It’s an exciting time for a parent, when their child begins to show an interest in learning words. This is the time when many parents hop online to order massive stacks of flashcards with the hopes of giving their child a leg up on the reading ladder.
Is this the right thing to do, though? When comparing sight words vs phonics, where do flashcards fit into the equation and what’s the problem with flashcards?
What are phonics?
“The child who has not heard the word pronounced, and who recognizes it when he sees the word composed…and who can tell what it means; this child reads.” -Maria Montessori, The Montessori Method
Phonics are letter-sound relationships. Each letter in the alphabet is assigned a phonetic value, or a certain sound to accompany the written symbol.
For example, the letter B’s phonetic sound is “buh”.
Phonics is an important first step to reading because it is needed to decode words. The ability to decode words through phonics not only helps with reading fluency and comprehension, but it is important for spelling, as well.
Sound games are a great introduction to phonics. Phenomic awareness, as with sound games, is promoted orally, prior to the introduction of written letters.
This is something you can weave throughout the day even with a very young toddler. Being familiar that words are made up of individual sounds (phenomic awareness) is a crucial element to literacy.

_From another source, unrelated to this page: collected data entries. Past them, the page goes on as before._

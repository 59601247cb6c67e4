use std::path::PathBuf;
use std::time::Duration;

use switchboard_settings::SwitchboardSettings;

#[derive(Clone, Debug)]
pub struct EngineConfig {
    /// Root of the per-session credential directories.
    pub credentials_dir: PathBuf,
    pub reconnect_delay: Duration,
    pub operation_spacing: Duration,
    pub broadcast_capacity: usize,
}

impl Default for EngineConfig {
    fn default() -> Self {
        Self::from_settings(&SwitchboardSettings::default())
    }
}

impl EngineConfig {
    pub fn from_settings(settings: &SwitchboardSettings) -> Self {
        let s = &settings.sessions;
        Self {
            credentials_dir: PathBuf::from(&s.credentials_dir),
            reconnect_delay: Duration::from_millis(s.reconnect_delay_ms),
            operation_spacing: Duration::from_millis(s.operation_spacing_ms),
            broadcast_capacity: s.broadcast_capacity.max(1),
        }
    }
}

#[cfg(test)]
mod tests {
    use super::*;

    #[test]
    fn defaults_follow_settings() {
        let config = EngineConfig::default();
        assert_eq!(config.reconnect_delay, Duration::from_secs(5));
        assert_eq!(config.operation_spacing, Duration::from_secs(10));
        assert_eq!(config.credentials_dir, PathBuf::from("auth_sessions"));
    }

    #[test]
    fn zero_capacity_is_clamped() {
        let mut settings = SwitchboardSettings::default();
        settings.sessions.broadcast_capacity = 0;
        assert_eq!(EngineConfig::from_settings(&settings).broadcast_capacity, 1);
    }
}
use serde::{Deserialize, Serialize};

/// Lifecycle status of a session.
///
/// Valid edges:
///
/// ```text
/// INIT -> CONNECTING -> {QR_REQUIRED | PAIRING_REQUIRED} -> CONNECTING -> CONNECTED
/// CONNECTED -> CONNECTING     (transient close)
/// CONNECTED -> DISCONNECTED   (logged out)
/// INIT | CONNECTING | QR_REQUIRED | PAIRING_REQUIRED -> ERROR   (bring-up failure)
/// ```
///
/// A logged-out close observed before the socket ever opened is a failed
/// bring-up and lands in ERROR. When the socket opens while a QR or pairing
/// code is outstanding, the session steps through CONNECTING without
/// publishing it, so observers see QR_REQUIRED -> CONNECTED directly.
/// Re-entering the current status is a no-op.
#[derive(Clone, Copy, Debug, PartialEq, Eq, Hash, Serialize, Deserialize)]
#[serde(rename_all = "SCREAMING_SNAKE_CASE")]
pub enum SessionStatus {
    Init,
    Connecting,
    QrRequired,
    PairingRequired,
    Connected,
    Disconnected,
    Error,
}

#[derive(Clone, Copy, Debug, PartialEq, Eq, thiserror::Error)]
#[error("invalid status transition: {from} -> {to}")]
pub struct InvalidTransition {
    pub from: SessionStatus,
    pub to: SessionStatus,
}

impl SessionStatus {
    pub fn as_str(&self) -> &'static str {
        match self {
            Self::Init => "INIT",
            Self::Connecting => "CONNECTING",
            Self::QrRequired => "QR_REQUIRED",
            Self::PairingRequired => "PAIRING_REQUIRED",
            Self::Connected => "CONNECTED",
            Self::Disconnected => "DISCONNECTED",
            Self::Error => "ERROR",
        }
    }

    /// Whether `self -> to` is one of the lifecycle edges.
    pub fn can_transition_to(self, to: SessionStatus) -> bool {
        use SessionStatus::*;
        matches!(
            (self, to),
            (Init, Connecting)
                | (Connecting, QrRequired | PairingRequired | Connected)
                | (QrRequired | PairingRequired, Connecting)
                | (Connected, Connecting)
                | (Connected, Disconnected)
                | (Init | Connecting | QrRequired | PairingRequired, Error)
        )
    }

    /// Validate a transition. Returns `Ok(false)` when `to` equals the
    /// current status, `Ok(true)` for a real edge.
    pub fn transition(self, to: SessionStatus) -> Result<bool, InvalidTransition> {
        if self == to {
            return Ok(false);
        }
        if self.can_transition_to(to) {
            Ok(true)
        } else {
            Err(InvalidTransition { from: self, to })
        }
    }

    /// Statuses that are re-attached automatically at startup.
    pub fn is_restorable(self) -> bool {
        matches!(
            self,
            Self::Connected | Self::Connecting | Self::PairingRequired
        )
    }

    /// No edge leaves a terminal status; the session must be recreated.
    pub fn is_terminal(self) -> bool {
        matches!(self, Self::Disconnected | Self::Error)
    }
}

impl std::fmt::Display for SessionStatus {
    fn fmt(&self, f: &mut std::fmt::Formatter<'_>) -> std::fmt::Result {
        f.write_str(self.as_str())
    }
}

impl std::str::FromStr for SessionStatus {
    type Err = String;
    fn from_str(s: &str) -> Result<Self, Self::Err> {
        match s {
            "INIT" => Ok(Self::Init),
            "CONNECTING" => Ok(Self::Connecting),
            "QR_REQUIRED" => Ok(Self::QrRequired),
            "PAIRING_REQUIRED" => Ok(Self::PairingRequired),
            "CONNECTED" => Ok(Self::Connected),
            "DISCONNECTED" => Ok(Self::Disconnected),
            "ERROR" => Ok(Self::Error),
            other => Err(format!("unknown session status: {other}")),
        }
    }
}
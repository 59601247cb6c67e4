use serde::{Deserialize, Serialize};
use std::fmt;
use std::str::FromStr;
use uuid::Uuid;

macro_rules! branded_id {
    ($name:ident, $prefix:expr) => {
        #[derive(Clone, Debug, Hash, Eq, PartialEq, PartialOrd, Ord, Serialize, Deserialize)]
        #[serde(transparent)]
        pub struct $name(String);

        impl $name {
            /// Generate a fresh, prefixed, time-ordered id.
            pub fn new() -> Self {
                Self(format!("{}_{}", $prefix, Uuid::now_v7()))
            }

            /// Wrap a caller-supplied id verbatim.
            pub fn from_raw(s: impl Into<String>) -> Self {
                Self(s.into())
            }

            pub fn as_str(&self) -> &str {
                &self.0
            }
        }

        impl Default for $name {
            fn default() -> Self {
                Self::new()
            }
        }

        impl fmt::Display for $name {
            fn fmt(&self, f: &mut fmt::Formatter<'_>) -> fmt::Result {
                f.write_str(&self.0)
            }
        }

        impl FromStr for $name {
            type Err = std::convert::Infallible;
            fn from_str(s: &str) -> Result<Self, Self::Err> {
                Ok(Self(s.to_owned()))
            }
        }

        impl AsRef<str> for $name {
            fn as_ref(&self) -> &str {
                &self.0
            }
        }

        impl From<&str> for $name {
            fn from(s: &str) -> Self {
                Self(s.to_owned())
            }
        }
    };
}

branded_id!(SessionId, "sess");
branded_id!(WorkflowId, "wf");
branded_id!(UserId, "user");
use std::path::{Path, PathBuf};
use std::sync::Arc;

use parking_lot::Mutex;
use rusqlite::Connection;
use tracing::info;

use crate::error::StoreError;
use crate::schema;

/// Thread-safe SQLite connection wrapper.
/// Uses parking_lot::Mutex for synchronous access (rusqlite::Connection is not Sync).
#[derive(Clone)]
pub struct Database {
    conn: Arc<Mutex<Connection>>,
    path: PathBuf,
}

impl Database {
    /// Open or create a database at the given path.
    pub fn open(path: &Path) -> Result<Self, StoreError> {
        if let Some(parent) = path.parent().filter(|p| !p.as_os_str().is_empty()) {
            std::fs::create_dir_all(parent)
                .map_err(|e| StoreError::Io(format!("create dir: {e}")))?;
        }

        let conn = Connection::open(path)?;
        conn.execute_batch(schema::PRAGMAS)
            .map_err(|e| StoreError::Database(format!("pragmas: {e}")))?;
        init_schema(&conn)?;

        info!(path = %path.display(), "database opened");

        Ok(Self {
            conn: Arc::new(Mutex::new(conn)),
            path: path.to_owned(),
        })
    }

    /// Open an in-memory database (for testing).
    pub fn in_memory() -> Result<Self, StoreError> {
        let conn = Connection::open_in_memory()?;
        init_schema(&conn)?;

        Ok(Self {
            conn: Arc::new(Mutex::new(conn)),
            path: PathBuf::from(":memory:"),
        })
    }

    /// Execute a closure with the database connection.
    pub fn with_conn<F, T>(&self, f: F) -> Result<T, StoreError>
    where
        F: FnOnce(&Connection) -> Result<T, StoreError>,
    {
        let conn = self.conn.lock();
        f(&conn)
    }

    pub fn path(&self) -> &Path {
        &self.path
    }
}

fn init_schema(conn: &Connection) -> Result<(), StoreError> {
    conn.execute_batch(schema::CREATE_TABLES)
        .map_err(|e| StoreError::Database(format!("schema: {e}")))?;

    let version: Option<u32> = conn
        .query_row("SELECT version FROM schema_version LIMIT 1", [], |row| row.get(0))
        .ok();

    if version.is_none() {
        conn.execute(
            "INSERT INTO schema_version (version) VALUES (?1)",
            [schema::SCHEMA_VERSION],
        )
        .map_err(|e| StoreError::Database(format!("schema version: {e}")))?;
    }
    Ok(())
}
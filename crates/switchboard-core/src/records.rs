use chrono::{DateTime, Utc};
use serde::{Deserialize, Serialize};
use serde_json::Value;

use crate::ids::{SessionId, UserId, WorkflowId};
use crate::status::SessionStatus;

/// Durable session row.
#[derive(Clone, Debug, PartialEq, Serialize, Deserialize)]
#[serde(rename_all = "camelCase")]
pub struct SessionRecord {
    pub id: SessionId,
    pub workflow_id: Option<WorkflowId>,
    pub user_id: Option<UserId>,
    pub status: SessionStatus,
    pub qr_code: Option<String>,
    pub pairing_code: Option<String>,
    pub phone_number: Option<String>,
    pub name: Option<String>,
    pub last_seen: Option<DateTime<Utc>>,
    pub created_at: DateTime<Utc>,
    pub updated_at: DateTime<Utc>,
}

/// Fields supplied when a session is first created.
#[derive(Clone, Debug, PartialEq, Eq)]
pub struct NewSession {
    pub id: SessionId,
    pub workflow_id: Option<WorkflowId>,
    pub user_id: Option<UserId>,
}

/// Partial session update. `None` leaves a column untouched; `Some(None)`
/// clears a nullable column.
#[derive(Clone, Debug, Default, PartialEq)]
pub struct SessionPatch {
    pub status: Option<SessionStatus>,
    pub qr_code: Option<Option<String>>,
    pub pairing_code: Option<Option<String>>,
    pub phone_number: Option<Option<String>>,
    pub name: Option<Option<String>>,
    pub last_seen: Option<DateTime<Utc>>,
    pub workflow_id: Option<Option<WorkflowId>>,
}

impl SessionPatch {
    pub fn status(status: SessionStatus) -> Self {
        Self {
            status: Some(status),
            ..Default::default()
        }
    }

    pub fn is_empty(&self) -> bool {
        *self == Self::default()
    }
}

/// Structural classification of an inbound message body.
#[derive(Clone, Copy, Debug, PartialEq, Eq, Hash, Serialize, Deserialize)]
#[serde(rename_all = "SCREAMING_SNAKE_CASE")]
pub enum MessageType {
    Text,
    Image,
    Video,
    Audio,
    Document,
    Sticker,
    Location,
    Contact,
    Poll,
    Reaction,
}

impl MessageType {
    /// First match wins, in declaration order. Bodies with no known
    /// content key are treated as text.
    pub fn classify(content: Option<&Value>) -> Self {
        const KEYS: &[(&str, MessageType)] = &[
            ("conversation", MessageType::Text),
            ("extendedTextMessage", MessageType::Text),
            ("imageMessage", MessageType::Image),
            ("videoMessage", MessageType::Video),
            ("audioMessage", MessageType::Audio),
            ("documentMessage", MessageType::Document),
            ("stickerMessage", MessageType::Sticker),
            ("locationMessage", MessageType::Location),
            ("contactMessage", MessageType::Contact),
            ("pollCreationMessage", MessageType::Poll),
            ("reactionMessage", MessageType::Reaction),
        ];

        let Some(body) = content.and_then(Value::as_object) else {
            return MessageType::Text;
        };
        KEYS.iter()
            .find(|(key, _)| body.get(*key).is_some_and(|v| !v.is_null()))
            .map(|(_, ty)| *ty)
            .unwrap_or(MessageType::Text)
    }

    pub fn as_str(&self) -> &'static str {
        match self {
            Self::Text => "TEXT",
            Self::Image => "IMAGE",
            Self::Video => "VIDEO",
            Self::Audio => "AUDIO",
            Self::Document => "DOCUMENT",
            Self::Sticker => "STICKER",
            Self::Location => "LOCATION",
            Self::Contact => "CONTACT",
            Self::Poll => "POLL",
            Self::Reaction => "REACTION",
        }
    }
}

impl std::fmt::Display for MessageType {
    fn fmt(&self, f: &mut std::fmt::Formatter<'_>) -> std::fmt::Result {
        f.write_str(self.as_str())
    }
}

impl std::str::FromStr for MessageType {
    type Err = String;
    fn from_str(s: &str) -> Result<Self, Self::Err> {
        match s {
            "TEXT" => Ok(Self::Text),
            "IMAGE" => Ok(Self::Image),
            "VIDEO" => Ok(Self::Video),
            "AUDIO" => Ok(Self::Audio),
            "DOCUMENT" => Ok(Self::Document),
            "STICKER" => Ok(Self::Sticker),
            "LOCATION" => Ok(Self::Location),
            "CONTACT" => Ok(Self::Contact),
            "POLL" => Ok(Self::Poll),
            "REACTION" => Ok(Self::Reaction),
            other => Err(format!("unknown message type: {other}")),
        }
    }
}

/// Persisted inbound or outbound message. Unique on (session_id, message_id).
#[derive(Clone, Debug, PartialEq, Serialize, Deserialize)]
#[serde(rename_all = "camelCase")]
pub struct MessageRecord {
    pub session_id: SessionId,
    pub message_id: String,
    pub chat_id: String,
    pub from_me: bool,
    pub from_jid: Option<String>,
    pub to_jid: Option<String>,
    pub message_type: MessageType,
    pub content: Value,
    pub timestamp: DateTime<Utc>,
    pub quoted_message_id: Option<String>,
    pub metadata: Value,
    pub status: Option<String>,
}

/// Denormalized chat snapshot, keyed by (session_id, jid).
#[derive(Clone, Debug, PartialEq, Serialize, Deserialize)]
#[serde(rename_all = "camelCase")]
pub struct ChatRecord {
    pub session_id: SessionId,
    pub jid: String,
    pub name: Option<String>,
    pub is_group: bool,
    pub is_archived: bool,
    pub is_pinned: bool,
    pub is_muted: bool,
    pub unread_count: i64,
    pub last_message: Option<Value>,
    pub metadata: Value,
}

impl ChatRecord {
    /// Build a record from a raw protocol chat object. Returns `None` when
    /// the snapshot carries no id.
    pub fn from_snapshot(session_id: &SessionId, chat: &Value) -> Option<Self> {
        let jid = chat.get("id")?.as_str()?.to_string();
        Some(Self {
            session_id: session_id.clone(),
            is_group: is_group_jid(&jid),
            name: str_field(chat, "name"),
            is_archived: truthy(chat, "archived"),
            is_pinned: truthy(chat, "pinned"),
            is_muted: truthy(chat, "mute"),
            unread_count: chat.get("unreadCount").and_then(Value::as_i64).unwrap_or(0),
            last_message: chat.get("lastMessage").filter(|v| !v.is_null()).cloned(),
            metadata: chat.clone(),
            jid,
        })
    }
}

/// Denormalized group snapshot, keyed by (session_id, jid).
#[derive(Clone, Debug, PartialEq, Serialize, Deserialize)]
#[serde(rename_all = "camelCase")]
pub struct GroupRecord {
    pub session_id: SessionId,
    pub jid: String,
    pub subject: Option<String>,
    pub description: Option<String>,
    pub owner: Option<String>,
    pub participants: Value,
    pub settings: Value,
    pub metadata: Value,
}

impl GroupRecord {
    pub fn from_snapshot(session_id: &SessionId, group: &Value) -> Option<Self> {
        let jid = group.get("id")?.as_str()?.to_string();
        Some(Self {
            session_id: session_id.clone(),
            subject: str_field(group, "subject"),
            description: str_field(group, "desc"),
            owner: str_field(group, "owner"),
            participants: group
                .get("participants")
                .cloned()
                .unwrap_or_else(|| Value::Array(Vec::new())),
            settings: group.clone(),
            metadata: group.clone(),
            jid,
        })
    }
}

/// Caller-facing view of a live session. Never carries the socket.
#[derive(Clone, Debug, PartialEq, Serialize, Deserialize)]
#[serde(rename_all = "camelCase")]
pub struct SessionSnapshot {
    pub session_id: SessionId,
    pub status: SessionStatus,
    pub qr_code: Option<String>,
    pub pairing_code: Option<String>,
    pub phone_number: Option<String>,
    pub name: Option<String>,
    pub last_seen: Option<DateTime<Utc>>,
    pub workflow_id: Option<WorkflowId>,
    pub user_id: Option<UserId>,
}

pub fn is_group_jid(jid: &str) -> bool {
    jid.ends_with("@g.us")
}

fn str_field(v: &Value, key: &str) -> Option<String> {
    v.get(key).and_then(Value::as_str).map(str::to_string)
}

fn truthy(v: &Value, key: &str) -> bool {
    match v.get(key) {
        Some(Value::Bool(b)) => *b,
        Some(Value::Number(n)) => n.as_i64().is_some_and(|n| n != 0),
        Some(Value::Null) | None => false,
        Some(_) => true,
    }
}

#[cfg(test)]
mod tests {
    use super::*;
    use serde_json::json;

    #[test]
    fn classify_text_variants() {
        assert_eq!(MessageType::classify(Some(&json!({"conversation": "hi"}))), MessageType::Text);
        assert_eq!(
            MessageType::classify(Some(&json!({"extendedTextMessage": {"text": "hi"}}))),
            MessageType::Text
        );
    }

    #[test]
    fn classify_media_and_structured() {
        let cases = [
            ("imageMessage", MessageType::Image),
            ("videoMessage", MessageType::Video),
            ("audioMessage", MessageType::Audio),
            ("documentMessage", MessageType::Document),
            ("stickerMessage", MessageType::Sticker),
            ("locationMessage", MessageType::Location),
            ("contactMessage", MessageType::Contact),
            ("pollCreationMessage", MessageType::Poll),
            ("reactionMessage", MessageType::Reaction),
        ];
        for (key, expected) in cases {
            let body = json!({ key: {} });
            assert_eq!(MessageType::classify(Some(&body)), expected, "{key}");
        }
    }

    #[test]
    fn classify_first_match_wins() {
        let body = json!({"imageMessage": {}, "conversation": "caption"});
        assert_eq!(MessageType::classify(Some(&body)), MessageType::Text);
    }

    #[test]
    fn classify_defaults_to_text() {
        assert_eq!(MessageType::classify(None), MessageType::Text);
        assert_eq!(MessageType::classify(Some(&json!({"unknownMessage": {}}))), MessageType::Text);
        assert_eq!(MessageType::classify(Some(&json!({"imageMessage": null}))), MessageType::Text);
    }

    #[test]
    fn chat_from_snapshot() {
        let sid = SessionId::from_raw("s1");
        let chat = json!({
            "id": "123@g.us",
            "name": "Team",
            "archived": true,
            "mute": 1700000000,
            "unreadCount": 3
        });
        let rec = ChatRecord::from_snapshot(&sid, &chat).unwrap();
        assert_eq!(rec.jid, "123@g.us");
        assert!(rec.is_group);
        assert!(rec.is_archived);
        assert!(!rec.is_pinned);
        assert!(rec.is_muted);
        assert_eq!(rec.unread_count, 3);
        assert_eq!(rec.metadata, chat);
    }

    #[test]
    fn chat_without_id_is_skipped() {
        let sid = SessionId::from_raw("s1");
        assert!(ChatRecord::from_snapshot(&sid, &json!({"name": "x"})).is_none());
    }

    #[test]
    fn group_from_snapshot() {
        let sid = SessionId::from_raw("s1");
        let group = json!({
            "id": "42@g.us",
            "subject": "Weekend",
            "desc": "plans",
            "owner": "1@s.whatsapp.net",
            "participants": [{"id": "1@s.whatsapp.net"}]
        });
        let rec = GroupRecord::from_snapshot(&sid, &group).unwrap();
        assert_eq!(rec.subject.as_deref(), Some("Weekend"));
        assert_eq!(rec.description.as_deref(), Some("plans"));
        assert_eq!(rec.participants.as_array().map(Vec::len), Some(1));
    }

    #[test]
    fn patch_helpers() {
        assert!(SessionPatch::default().is_empty());
        let p = SessionPatch::status(SessionStatus::Connected);
        assert!(!p.is_empty());
        assert_eq!(p.status, Some(SessionStatus::Connected));
    }

    #[test]
    fn snapshot_serializes_camel_case() {
        let snap = SessionSnapshot {
            session_id: SessionId::from_raw("s1"),
            status: SessionStatus::QrRequired,
            qr_code: Some("data".into()),
            pairing_code: None,
            phone_number: None,
            name: None,
            last_seen: None,
            workflow_id: None,
            user_id: Some(UserId::from_raw("u1")),
        };
        let v = serde_json::to_value(&snap).unwrap();
        assert_eq!(v["sessionId"], "s1");
        assert_eq!(v["status"], "QR_REQUIRED");
        assert_eq!(v["qrCode"], "data");
        assert_eq!(v["userId"], "u1");
    }
}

Without this awareness, phonics instruction will not make sense to your child when introduced. Many children enter the preschool years having only memorized the alphabet song, but having never been introduced to the phonetic alphabet or engaged in phenomic games.
Following sound games that are often introduced in the toddler years, piecing together written letters with their phonetic sounds should follow.
Below is a great example of how to present phonics to your child. Mumma Studio uses a very fun phonics puzzle, however you can use letters from you Sandpaper Letter set or (my favorite) the Small Movable Alphabet.
What are sight words?
Strong readers utilize multiple strategies when reading, instead of relying on just one. This is important because phonics will only take you so far.
Many words do not have a phonetic spelling. This is where sight words become important.
Sight words actually make up around 75% of the words printed in children’s literature!
Sight words are a part of every reading program that teaches the English language. Whether a program or school uses Fry’s sight words or it’s a Montessori school using the Pink/Blue/Green words, sight words are important.
Just like phonics, sight words promote reading confidence and comprehension. Becoming familiar with the sight words recommended for the child’s individual reading level is also critical for helping them derive the meaning of new word within a given text.
It is sometimes helpful to have a photo accompany a sight word, but it is not a necessity. In Montessori environments, small objects are sometimes used, as well. (Small objects are also used in Montessori to promote phenomic awareness.)
For instructions on how to present sight words with 3-part card sets, also called nomenclature cards, click here.
Sight words vs phonics: the problem with flashcards
While sight words are important for learning to read, traditional flashcards are not the same thing and do not serve as great a purpose. They can even get in the way when trying to help your child form a solid literacy foundation.
Flashcard manufacturers make some enticing promises to sell their products. In addition to overloading your child’s brain with stimuli, flashcards alone do not promote well rounded literacy skills.
We’ll take the word “red” as an example. It is a standard CVC (consonant/vowel/consonant) word.
Introducing the written word “red” with phonics lessons allows a child to become familiar with the individual sound of each letter. This is an important step to being able to read on their own, as each letter sound can be applied to thousands of other words.
When words that follow a CVC pattern are introduced through flashcards, a child is simply memorizing the shapes involved in the letters/words. This poses a problem when learning to read, as the child’s brain has become accustom to recognizing words by their shapes, not the phonetic sounds of the letters that compose them.
You would likewise not introduce a word like “red” as a sight word. A simple CVC word like this should be learned following the steps of: phonemic awareness, tactile work with the letters, then practice with 3-part cards or simple books, such as Bob Books. (affiliate link)
This is not to say that traditional flash cards, like the ones featured in the section above’s photo, can’t have their place in a budding reader’s repertoire. With a solid phonetic foundation, flash cards can suffice in the stead of nomenclature cards, if you do not have the interest (or ability) to make them, for practice.
While flashcards, when used as a sole method for introducing reading in a formal way, are not ideal, they may have a place for some family’s in the sight word vs phonics debate.
Whether you are aiding your child in writing first or the other way around, it is important to know where both phonics and sight words fit into literacy development. This will help you understand why traditional flashcards might not be the best for children.
Do you use a combination of phonics and sight words with your little one? Did you skip the flashcards?